La tecnologia CRISPR (Clustered Regularly Interspaced Short Palindromic Repeats) e CRISPR associated protein 9 (Cas9) guidata da RNA è ora uno strumento consolidato nell’editing genetico. L’RNA CRISPR trascritto (crRNA) e un RNA transattivante (tracrRNA) formano l’RNA guida singola (sgRNA), che si complessano con la proteina Cas9 permettendo la scissione specifica del gene5. Il sistema CRISPR / Cas9 è programmabile, modificando una sequenza guida di 20 bp dello sgRNA, il che significa che quasi tutti i locus che soddisfano il requisito del motivo adiacente al protospacer (PAM) possono essere modificati. Tuttavia, il tipo selvatico Cas9 può tollerare alcune discrepanze tra la sua sequenza guida e un bersaglio del DNA, che potrebbero causare effetti indesiderati fuori bersaglio.

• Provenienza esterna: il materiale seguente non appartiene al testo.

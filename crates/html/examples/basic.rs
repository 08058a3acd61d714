//! Direct construction: build a small fragment by hand and print it.

use std::sync::Arc;

use html::{AttributeRegistry, Attributes, Children, HtmlNode, InlineStyleAttributes, StyleRegistry};

fn main() -> html::Result<()> {
    let attr_reg = Arc::new(AttributeRegistry::new());
    let style_reg = Arc::new(StyleRegistry::new());

    let mut container = HtmlNode::new(
        "div",
        Attributes::new(
            [("class", "container"), ("id", "main")],
            "div",
            "default",
            Arc::clone(&attr_reg),
        ),
        false,
        InlineStyleAttributes::new([("max-width", "40rem")], Arc::clone(&style_reg)),
        Children::empty(),
    )?;

    let mut heading = HtmlNode::new(
        "h1",
        Attributes::new([("class", "title")], "h1", "default", Arc::clone(&attr_reg)),
        false,
        InlineStyleAttributes::empty(Arc::clone(&style_reg)),
        Children::empty(),
    )?;
    heading.add_child("Hello, World!")?;

    let rule = HtmlNode::new(
        "hr",
        Attributes::empty("hr", "default", Arc::clone(&attr_reg)),
        true,
        InlineStyleAttributes::empty(Arc::clone(&style_reg)),
        Children::empty(),
    )?;

    container.add_child(heading)?;
    container.add_child(rule)?;
    container.add_child("A paragraph of plain text.")?;

    println!("{}", container.to_html());
    Ok(())
}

Per migliorare la sua specificità, è stato sviluppato un mutante nickase (Cas9n). Un Cas9n contenente una mutazione D10A o N863A possiede solo un dominio nucleasi funzionale e di conseguenza può intaccare solo il DNA su un filamento. Una coppia di Cas9n opportunamente distanziati e orientati può indurre efficacemente DNA DSB e gli effetti off-target sono drasticamente ridotti6. Per garantire una modifica efficiente di Cas9n, è stato dimostrato che due Cas9n-sgRNA dovrebbero idealmente essere posizionati con un offset da -4 a 20 bp e creare sempre una sporgenza di 5′6.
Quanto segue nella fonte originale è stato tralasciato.